So long, farewell, and keep watching the bad guys
November 30, 2005
Well, this is it. This columnist is about to put on his cowboy hat, mount his white horse and ride off into the sunset as the theme music comes up. Except, I don’t have a cowboy hat or horse, it’s too freakin’ cold to go outside, you can’t see the sunset through the clouds, and the London Symphony Orchestra said they’re busy.
Yep, this is my last column as a Northern Star columnist. I’m sure a few people will miss my columns, some people will celebrate the fact that I’m gone, and other people won’t care.
In the end, my presence isn’t so important. What is important is some of the subjects I’ve dealt with. I mostly wrote about negative subjects, such as genocide, murder and corporate or government corruption. I always felt it was a disservice to people suffering around the world to write about fluffy clouds or dating. America and the world will only fix our problems by addressing them. I’ve tried my best to offer insights into these problems. I think I did all right.
There are a few major things I tried to show my readers. A big one is not to trust the Bush administration. Please don’t trust them, folks. They said Saddam Hussein’s Iraq was an immediate threat to the United States because of its weapons of mass destruction and ties to al Qaida. After we invaded, they found none of those.
Then the administration said the Iraq insurgency would be quickly defeated, and U.S. troops would come home. Secretary of Defense Donald Rumsfeld told Time magazine in June 2003 that U.S. troop levels might be down to 30,000 by the end of the year. Here we are in November 2005, and there are still 155,000 U.S. troops in Iraq.

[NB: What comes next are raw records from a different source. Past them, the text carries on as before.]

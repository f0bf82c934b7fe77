// SPDX-License-Identifier: BUSL-1.1
// Copyright (c) 2026 Alfred Jean LLC

//! Source acquisition: turning a job's source reference into files on
//! disk plus a deterministic project checksum.

pub mod zip;

use async_trait::async_trait;
use reef_core::SourceKind;
use std::path::{Path, PathBuf};
use thiserror::Error;

pub use zip::ZipSource;

#[derive(Debug, Error)]
pub enum SourceError {
    #[error("download of {url} failed: {reason}")]
    Download { url: String, reason: String },
    #[error("archive {path} could not be read: {reason}")]
    Archive { path: PathBuf, reason: String },
    #[error("io error at {path}: {source}")]
    Io {
        path: PathBuf,
        #[source]
        source: std::io::Error,
    },
}

/// Adapter responsible for getting the code to audit.
///
/// `checksum` and `files` are empty until `prepare_files` succeeds.
#[async_trait]
pub trait SourceManager: Send {
    /// Download and extract the source under `dest`.
    async fn prepare_files(&mut self, dest: &Path) -> Result<(), SourceError>;
    fn checksum(&self) -> &str;
    fn files(&self) -> &[String];
}

/// Creates a source manager for a job's source kind.
pub trait SourceFactory: Send + Sync {
    fn create(&self, kind: SourceKind, url: &str) -> Option<Box<dyn SourceManager>>;
}

/// Default factory: zip archives fetched over HTTP.
#[derive(Debug, Clone)]
pub struct DefaultSources {
    http: reqwest::Client,
}

impl DefaultSources {
    pub fn new(http: reqwest::Client) -> Self {
        Self { http }
    }
}

impl SourceFactory for DefaultSources {
    fn create(&self, kind: SourceKind, url: &str) -> Option<Box<dyn SourceManager>> {
        match kind {
            SourceKind::Zip => Some(Box::new(ZipSource::new(url, self.http.clone()))),
            SourceKind::Git => None,
        }
    }
}

#[cfg(any(test, feature = "test-support"))]
mod fake {
    use super::zip::{combined_checksum, UNZIPPED_DIR};
    use super::{SourceError, SourceFactory, SourceManager};
    use async_trait::async_trait;
    use reef_core::SourceKind;
    use sha2::{Digest, Sha256};
    use std::path::Path;

    /// Fake factory materialising a fixed file set for every job.
    #[derive(Debug, Clone, Default)]
    pub struct FakeSources {
        /// `(relative path, contents)` pairs written under `unzipped/`.
        pub files: Vec<(String, String)>,
    }

    impl FakeSources {
        pub fn new(files: Vec<(String, String)>) -> Self {
            Self { files }
        }
    }

    impl SourceFactory for FakeSources {
        fn create(&self, kind: SourceKind, _url: &str) -> Option<Box<dyn SourceManager>> {
            match kind {
                SourceKind::Zip => Some(Box::new(FakeSourceManager {
                    files: self.files.clone(),
                    extracted: Vec::new(),
                    checksum: String::new(),
                })),
                SourceKind::Git => None,
            }
        }
    }

    struct FakeSourceManager {
        files: Vec<(String, String)>,
        extracted: Vec<String>,
        checksum: String,
    }

    #[async_trait]
    impl SourceManager for FakeSourceManager {
        async fn prepare_files(&mut self, dest: &Path) -> Result<(), SourceError> {
            let root = dest.join(UNZIPPED_DIR);
            let mut digests = Vec::new();
            for (rel, contents) in &self.files {
                let path = root.join(rel);
                if let Some(parent) = path.parent() {
                    tokio::fs::create_dir_all(parent)
                        .await
                        .map_err(|source| SourceError::Io {
                            path: parent.to_path_buf(),
                            source,
                        })?;
                }
                tokio::fs::write(&path, contents)
                    .await
                    .map_err(|source| SourceError::Io {
                        path: path.clone(),
                        source,
                    })?;
                digests.push(format!("{:x}", Sha256::digest(contents.as_bytes())));
                self.extracted.push(path.display().to_string());
            }
            if !self.extracted.is_empty() {
                self.checksum = combined_checksum(&digests);
            }
            Ok(())
        }

        fn checksum(&self) -> &str {
            &self.checksum
        }

        fn files(&self) -> &[String] {
            &self.extracted
        }
    }
}

#[cfg(any(test, feature = "test-support"))]
pub use fake::FakeSources;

Maybe our troops are still there because the Iraq insurgency is “about where it was a year ago, in terms of attacks,” according to former chairman of the Joint Chiefs of Staff Gen. Richard Myers in an April 27 CNN article. Or because the number of fully-independent Iraqi battalions dropped from three to one by September, as Gen. George Casey, the U.S. commander in Iraq, told The Associated Press Sept. 29.
They can’t even handle a domestic natural disaster. It would be great if the federal government had recall legislation for the presidency. I could have written another column about that.

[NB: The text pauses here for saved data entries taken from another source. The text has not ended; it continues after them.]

// SPDX-License-Identifier: BUSL-1.1
// Copyright (c) 2026 Alfred Jean LLC

//! Unit tests for the compatibility mapper.

use crate::php::catalogue;
use crate::php::compat::{
    breaks_versions, exclude_versions, merge_versions, parse_message, previous_version,
    version_parts, version_window, warning_versions, CompatError,
};
use crate::report::SniffMessage;

fn sniff(source: &str, kind: &str, message: &str) -> SniffMessage {
    SniffMessage {
        message: message.to_string(),
        source: source.to_string(),
        severity: 5,
        kind: kind.to_string(),
        line: 1,
        column: 1,
        fixable: false,
    }
}

fn keys() -> Vec<String> {
    catalogue::keys().iter().map(|k| k.to_string()).collect()
}

// ----------------------------------------------------------------------------
// previous_version
// ----------------------------------------------------------------------------

#[test]
fn predecessor_within_a_minor_decrements_the_patch() {
    assert_eq!(previous_version("7.2.5").unwrap(), "7.2.4");
    assert_eq!(previous_version("5.3.1").unwrap(), "5.3.0");
}

#[test]
fn predecessor_of_patch_zero_is_previous_minors_max() {
    assert_eq!(previous_version("5.4").unwrap(), "5.3.29");
    assert_eq!(previous_version("5.4.0").unwrap(), "5.3.29");
    assert_eq!(previous_version("7.1.0").unwrap(), "7.0.33");
}

#[test]
fn predecessor_crosses_the_major_boundary_through_the_table() {
    assert_eq!(previous_version("7.0").unwrap(), "5.6.40");
    assert_eq!(previous_version("7.0.0").unwrap(), "5.6.40");
}

#[test]
fn predecessor_floors_at_5_2_0() {
    assert_eq!(previous_version("5.2").unwrap(), "5.2.0");
    assert_eq!(previous_version("5.2.0").unwrap(), "5.2.0");
}

#[test]
fn predecessor_of_all_is_all() {
    assert_eq!(previous_version("all").unwrap(), "all");
}

#[test]
fn predecessor_of_an_undeclared_boundary_errors() {
    assert_eq!(
        previous_version("8.0"),
        Err(CompatError::UnknownBoundary("8.0".into()))
    );
}

#[test]
fn predecessor_round_trip_lands_on_previous_minor() {
    // Applying predecessor patch+1 times from X.Y.Z walks down to the
    // predecessor of X.Y.0.
    let mut version = "5.4.3".to_string();
    for _ in 0..4 {
        version = previous_version(&version).unwrap();
    }
    assert_eq!(version, previous_version("5.4.0").unwrap());
}

// ----------------------------------------------------------------------------
// version_parts / version_window
// ----------------------------------------------------------------------------

#[test]
fn parts_default_missing_components_to_zero() {
    assert_eq!(version_parts("7.1.3").unwrap(), (7, 1, 3));
    assert_eq!(version_parts("5.6").unwrap(), (5, 6, 0));
    assert_eq!(version_parts("all").unwrap(), (0, 0, 0));
    assert!(version_parts("banana").is_err());
}

#[test]
fn window_widens_two_part_versions_to_the_max_patch() {
    let range = version_window("5.3", "");
    assert_eq!(range.low, "5.3.0");
    assert_eq!(range.high, "5.3.29");
    assert_eq!(range.major_minor, "5.3");
    assert_eq!(range.reported, "5.3");
}

#[test]
fn window_keeps_three_part_versions_verbatim() {
    let range = version_window("7.0.12", "5.6");
    assert_eq!(range.low, "5.6.0");
    assert_eq!(range.high, "7.0.12");
    assert_eq!(range.major_minor, "7.0");
}

#[test]
fn window_clamps_below_the_floor_but_reports_the_original() {
    let range = version_window("5.1", "");
    assert_eq!(range.low, "5.2.0");
    assert_eq!(range.high, "5.2.0");
    assert_eq!(range.major_minor, "5.2");
    // Tail write: the reported string survives the clamp.
    assert_eq!(range.reported, "5.1");
}

// ----------------------------------------------------------------------------
// scenario coverage
// ----------------------------------------------------------------------------

#[test]
fn new_keyword_error_breaks_5_2_only() {
    // The namespace keyword arrived in 5.3.
    let msg = sniff(
        "PHPCompatibility.PHP.NewKeywords.t_namespaceFound",
        "ERROR",
        "\"namespace\" keyword is not present in PHP version 5.2 or earlier",
    );
    assert_eq!(breaks_versions(&msg).unwrap(), vec!["5.2"]);
    assert!(warning_versions(&msg).unwrap().is_empty());
}

#[test]
fn available_since_breaks_everything_before_the_release() {
    // Short array syntax arrived in 5.4.
    let msg = sniff(
        "PHPCompatibility.PHP.ShortArray.Found",
        "ERROR",
        "Short array syntax (open) is available since 5.4",
    );
    assert_eq!(breaks_versions(&msg).unwrap(), vec!["5.2", "5.3"]);
}

#[test]
fn trait_keyword_breaks_up_to_5_3() {
    // The trait keyword arrived in 5.4.
    let msg = sniff(
        "PHPCompatibility.PHP.NewKeywords.t_traitFound",
        "ERROR",
        "\"trait\" keyword is not present in PHP version 5.3 or earlier",
    );
    assert_eq!(breaks_versions(&msg).unwrap(), vec!["5.2", "5.3"]);
}

#[test]
fn unparseable_version_breaks_every_catalogued_minor() {
    // Nothing extractable degrades to the catch-all window.
    let msg = sniff(
        "PHPCompatibility.PHP.Something.Found",
        "ERROR",
        "This construct misbehaves in unspecified ways",
    );
    assert_eq!(breaks_versions(&msg).unwrap(), keys());
}

#[test]
fn warning_populates_warns_not_breaks() {
    // Same message shape as the error case, warning-typed.
    let msg = sniff(
        "PHPCompatibility.PHP.NewKeywords.t_namespaceFound",
        "WARNING",
        "\"namespace\" keyword is not present in PHP version 5.2 or earlier",
    );
    assert!(breaks_versions(&msg).unwrap().is_empty());
    assert_eq!(warning_versions(&msg).unwrap(), vec!["5.2"]);
}

#[test]
fn removed_in_affects_the_release_and_everything_after() {
    let msg = sniff(
        "PHPCompatibility.PHP.RemovedFunctions.ereg",
        "ERROR",
        "Function ereg() is removed in PHP version 7.0",
    );
    assert_eq!(
        breaks_versions(&msg).unwrap(),
        vec!["7.0", "7.1", "7.2", "7.3"]
    );
}

#[test]
fn deprecated_since_warns_from_the_release_on() {
    let msg = sniff(
        "PHPCompatibility.PHP.DeprecatedFunctions.split",
        "WARNING",
        "Function split() is deprecated since PHP version 5.3",
    );
    assert_eq!(
        warning_versions(&msg).unwrap(),
        vec!["5.3", "5.4", "5.5", "5.6", "7.0", "7.1", "7.2", "7.3"]
    );
}

#[test]
fn explicit_range_bounds_both_sides() {
    let msg = sniff(
        "PHPCompatibility.PHP.Something.Found",
        "ERROR",
        "Behaviour differs in PHP 5.4 - 5.6",
    );
    assert_eq!(breaks_versions(&msg).unwrap(), vec!["5.4", "5.5", "5.6"]);
}

#[test]
fn exclusivity_breaks_xor_warns() {
    let error = sniff(
        "PHPCompatibility.PHP.NewKeywords.t_namespaceFound",
        "ERROR",
        "\"namespace\" keyword is not present in PHP version 5.2 or earlier",
    );
    let parsed = parse_message(&error).unwrap();
    assert!(parsed.breaks.is_some());
    assert!(parsed.warns.is_none());

    let warning = sniff(
        "PHPCompatibility.PHP.NewKeywords.t_namespaceFound",
        "WARNING",
        "\"namespace\" keyword is not present in PHP version 5.2 or earlier",
    );
    let parsed = parse_message(&warning).unwrap();
    assert!(parsed.breaks.is_none());
    assert!(parsed.warns.is_some());
}

#[test]
fn foreign_sniff_codes_are_unrecognised() {
    let msg = sniff(
        "WordPress.Files.FileName.InvalidClassFileName",
        "ERROR",
        "Class file names should be based on the class name",
    );
    assert!(matches!(
        parse_message(&msg),
        Err(CompatError::UnknownSource(_))
    ));
}

// ----------------------------------------------------------------------------
// set combinators
// ----------------------------------------------------------------------------

#[test]
fn merge_unions_sorts_and_dedups() {
    let a = vec!["5.2".to_string(), "5.3".to_string()];
    let b = vec!["5.3".to_string(), "5.4".to_string()];
    assert_eq!(merge_versions(&[&a, &b]), vec!["5.2", "5.3", "5.4"]);
}

#[test]
fn exclude_removes_blocked_versions() {
    let blocked = vec!["5.2".to_string(), "5.3".to_string()];
    assert_eq!(
        exclude_versions(&keys(), &blocked),
        vec!["5.4", "5.5", "5.6", "7.0", "7.1", "7.2", "7.3"]
    );
}

#[test]
fn combinator_outputs_are_strictly_ascending() {
    let a = vec!["7.0".to_string(), "5.2".to_string(), "7.0".to_string()];
    let b = vec!["5.6".to_string()];
    let merged = merge_versions(&[&a, &b]);
    assert!(merged.windows(2).all(|w| w[0] < w[1]));

    let excluded = exclude_versions(&a, &b);
    assert!(excluded.windows(2).all(|w| w[0] < w[1]));
}

#[test]
fn breaks_warns_and_compatible_cover_the_catalogue() {
    // Coverage: merge(breaks, warns, compatible) == catalogue keys.
    let breaks = vec!["5.2".to_string(), "5.3".to_string()];
    let warns = vec!["7.3".to_string()];
    let affected = merge_versions(&[&breaks, &warns]);
    let compatible = exclude_versions(&keys(), &affected);
    assert_eq!(merge_versions(&[&breaks, &warns, &compatible]), keys());
}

But it goes beyond Bush. It goes beyond the political party, for neither of them are saints or demons. Our state just proves it. In Illinois, the former Republican Governor George Ryan is on trial for corruption. But the Democratic mayor of Chicago, Richard M. Daley, had many of his closest associates convicted in corruption scandals recently as well.
It goes to the fact that human beings remain the same and act the same as they have throughout history. When last pre-revolutionary queen Marie Antoinette was advised that the people of Paris had no bread, she reputedly said, “Let them eat cake.”

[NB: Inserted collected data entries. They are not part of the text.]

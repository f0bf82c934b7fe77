// SPDX-License-Identifier: BUSL-1.1
// Copyright (c) 2026 Alfred Jean LLC

//! Analyse stage: one sniffer invocation per requested audit.
//!
//! Each `phpcs` audit runs the external sniffer against the extracted
//! tree, parses the JSON report, and uploads the raw and parsed
//! artifacts. A failed audit is skipped (its error still reaches the
//! upstream API); the remaining audits and the record continue.

use crate::error::{ConfigError, StageError};
use crate::pipeline::{ErrorSink, Stage};
use crate::record::{JobRecord, PendingCompat};
use async_trait::async_trait;
use reef_adapters::source::zip::unzipped_root;
use reef_adapters::{Runner, StorageProvider};
use reef_core::results::{KEY_CHECKSUM, KEY_FILES_PATH};
use reef_core::{audit_result_key, AuditKind, AuditRequest, AuditResult, Report};
use std::collections::HashMap;
use std::path::{Path, PathBuf};
use std::sync::Arc;

/// Sniffer binary name handed to the runner.
const PHPCS_BIN: &str = "phpcs";

/// The compatibility standard; its parsed report feeds the mapper.
pub const COMPAT_STANDARD: &str = "phpcompatibility";

/// Default `testVersion` range when the message does not set one.
const DEFAULT_TEST_VERSION: &str = "5.2-";

/// Tool-version sets keyed by standard. An audit whose standard has no
/// entry is skipped with `MissingVersions`.
pub type StandardVersions = HashMap<String, HashMap<String, String>>;

pub struct Analyse {
    temp_root: PathBuf,
    storage: Arc<dyn StorageProvider>,
    runner: Arc<dyn Runner>,
    versions: StandardVersions,
    errors: ErrorSink,
}

impl std::fmt::Debug for Analyse {
    fn fmt(&self, f: &mut std::fmt::Formatter<'_>) -> std::fmt::Result {
        f.debug_struct("Analyse")
            .field("temp_root", &self.temp_root)
            .field("versions", &self.versions)
            .finish()
    }
}

enum AuditOutcome {
    Completed { key: String, result: AuditResult },
    Compat(PendingCompat),
}

impl Analyse {
    /// Validate dependencies and build the stage.
    pub fn configure(
        temp_root: PathBuf,
        storage: Arc<dyn StorageProvider>,
        runner: Arc<dyn Runner>,
        versions: StandardVersions,
        errors: ErrorSink,
    ) -> Result<Self, ConfigError> {
        if temp_root.as_os_str().is_empty() {
            return Err(ConfigError::NoTempFolder);
        }
        if versions.is_empty() {
            return Err(ConfigError::NoVersions);
        }
        Ok(Self {
            temp_root,
            storage,
            runner,
            versions,
            errors,
        })
    }

    async fn run_audit(
        &self,
        record: &JobRecord,
        audit: &AuditRequest,
        checksum: &str,
        files_path: &Path,
    ) -> Result<AuditOutcome, StageError> {
        if record.cancel.is_cancelled() {
            return Err(StageError::Cancelled);
        }

        let standard = &audit.options.standard;
        let Some(tool_versions) = self.versions.get(standard) else {
            return Err(StageError::MissingVersions {
                standard: standard.clone(),
            });
        };
        tracing::debug!(%standard, versions = ?tool_versions, "resolved sniffer toolchain");

        // The override replaces the standard on the command line only;
        // version resolution stays keyed by the declared standard.
        let resolved = audit
            .options
            .standard_override
            .as_deref()
            .unwrap_or(standard.as_str());
        let report_file = self
            .temp_root
            .join(format!("{checksum}-phpcs_{standard}-raw.json"));
        let basepath = unzipped_root(files_path);

        let mut args = vec![
            format!("--standard={resolved}"),
            "--report=json".to_string(),
            format!("--report-file={}", report_file.display()),
            format!("--basepath={}", basepath.display()),
            "--extensions=php".to_string(),
        ];
        let runtime_set = match (&audit.options.runtime_set, standard.as_str()) {
            (Some(set), _) => Some(set.clone()),
            (None, COMPAT_STANDARD) => Some(format!("testVersion {DEFAULT_TEST_VERSION}")),
            _ => None,
        };
        if let Some(set) = runtime_set {
            args.push("--runtime-set".to_string());
            args.extend(set.split_whitespace().map(str::to_string));
        }

        tracing::info!(title = %record.message.title, %standard, "running sniffer");
        let run = tokio::select! {
            _ = record.cancel.cancelled() => return Err(StageError::Cancelled),
            output = self.runner.run(PHPCS_BIN, &args) => output,
        };
        let output = run.map_err(|e| StageError::AuditInternal {
            standard: standard.clone(),
            exit_code: -1,
            stderr: e.to_string(),
        })?;

        // Exit 1/2 mean findings were written; anything else is a
        // sniffer failure.
        if !matches!(output.exit_code, 0 | 1 | 2) {
            let _ = tokio::fs::remove_file(&report_file).await;
            return Err(StageError::AuditInternal {
                standard: standard.clone(),
                exit_code: output.exit_code,
                stderr: String::from_utf8_lossy(&output.stderr).into_owned(),
            });
        }

        let raw = tokio::fs::read(&report_file)
            .await
            .map_err(|e| StageError::ReportUnreadable {
                standard: standard.clone(),
                reason: e.to_string(),
            })?;
        let _ = tokio::fs::remove_file(&report_file).await;

        let report: Report =
            serde_json::from_slice(&raw).map_err(|e| StageError::ReportUnreadable {
                standard: standard.clone(),
                reason: e.to_string(),
            })?;

        let raw_key = format!("{checksum}/phpcs_{standard}/raw.json");
        let parsed_key = format!("{checksum}/phpcs_{standard}/parsed.json");
        let upload_err = |reason: String| StageError::Upload {
            standard: standard.clone(),
            reason,
        };
        self.storage
            .upload(&raw_key, &raw)
            .await
            .map_err(|e| upload_err(e.to_string()))?;
        let parsed_bytes = serde_json::to_vec(&report).map_err(|e| upload_err(e.to_string()))?;
        self.storage
            .upload(&parsed_key, &parsed_bytes)
            .await
            .map_err(|e| upload_err(e.to_string()))?;

        let summary = report.summary();
        if standard == COMPAT_STANDARD {
            return Ok(AuditOutcome::Compat(PendingCompat {
                standard: standard.clone(),
                raw_storage_key: raw_key,
                parsed_storage_key: parsed_key,
                summary,
                report,
            }));
        }

        Ok(AuditOutcome::Completed {
            key: audit_result_key("phpcs", standard),
            result: AuditResult {
                raw_storage_key: Some(raw_key),
                parsed_storage_key: Some(parsed_key),
                summary,
                compatible_versions: None,
                error: None,
            },
        })
    }
}

#[async_trait]
impl Stage for Analyse {
    type In = JobRecord;
    type Out = JobRecord;

    fn name(&self) -> &'static str {
        "analyse"
    }

    async fn process(&mut self, mut record: JobRecord) -> Result<JobRecord, StageError> {
        let checksum = record
            .results
            .get_str(KEY_CHECKSUM)
            .map(str::to_string)
            .filter(|c| !c.is_empty())
            .ok_or(StageError::MissingPrerequisite("checksum"))?;
        let files_path = record
            .files_path
            .clone()
            .or_else(|| record.results.get_str(KEY_FILES_PATH).map(PathBuf::from))
            .filter(|p| !p.as_os_str().is_empty())
            .ok_or(StageError::MissingPrerequisite("filesPath"))?;

        for audit in record.message.audits.clone() {
            if audit.kind != AuditKind::Phpcs {
                continue;
            }
            let standard = audit.options.standard.clone();
            if standard.is_empty() {
                self.errors.report(
                    self.name(),
                    StageError::MissingVersions {
                        standard: "<unset>".to_string(),
                    },
                );
                continue;
            }

            let key = audit_result_key("phpcs", &standard);
            if record.results.contains(&key) {
                self.errors.report(
                    self.name(),
                    StageError::ResultConflict(reef_core::ResultMapError::DuplicateKey(key)),
                );
                continue;
            }

            match self.run_audit(&record, &audit, &checksum, &files_path).await {
                Ok(AuditOutcome::Completed { key, result }) => {
                    let value = serde_json::to_value(&result).unwrap_or_default();
                    record.results.insert(key, value)?;
                }
                Ok(AuditOutcome::Compat(pending)) => record.pending_compat.push(pending),
                Err(error) => {
                    let skipped = AuditResult::skipped(error.to_string());
                    let value = serde_json::to_value(&skipped).unwrap_or_default();
                    record.results.insert(key, value)?;
                    self.errors.report(self.name(), error);
                }
            }
        }

        Ok(record)
    }
}

#[cfg(test)]
#[path = "phpcs_tests.rs"]
mod tests;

When former first lady Barbara Bush visited Houston’s Superdome, crowded with victims of Hurricane Katrina, she said, according to CNN, “And so many of the people in the arena here, you know, were underprivileged anyway – this, this is working very well for them.”
I’m not sure if Antoinette, or Barbara Bush, were just out of touch or cruel. But the comment is pretty much the same. The response to Hurricane Katrina also had precedent. According to PBS’ Frontline news show, during the 1980s the Federal Emergency Management Agency became known as a backwater for political appointees. Frontline continued about Hurricane Andrew in 1992.
“This Category 5 hurricane – the first in 23 years – strikes southern Florida south of Miami. Thousands are stranded without food and water. Overwhelmed local emergency managers wait and wait for FEMA. It takes five days for federal troops to arrive.”
So political corruption remains the same. Indifference or cruelty remains the same. Government incompetence in the face of natural disaster remains the same. Only the names change.
If there is hope for the human race, it lies in understanding these cycles of history, and using our heads, hearts and guts to reform government and business. It’s what I’m going to try to do. And I hope you do, too.
Columns reflect the opinion of the author and not necessarily that of the Northern Star staff.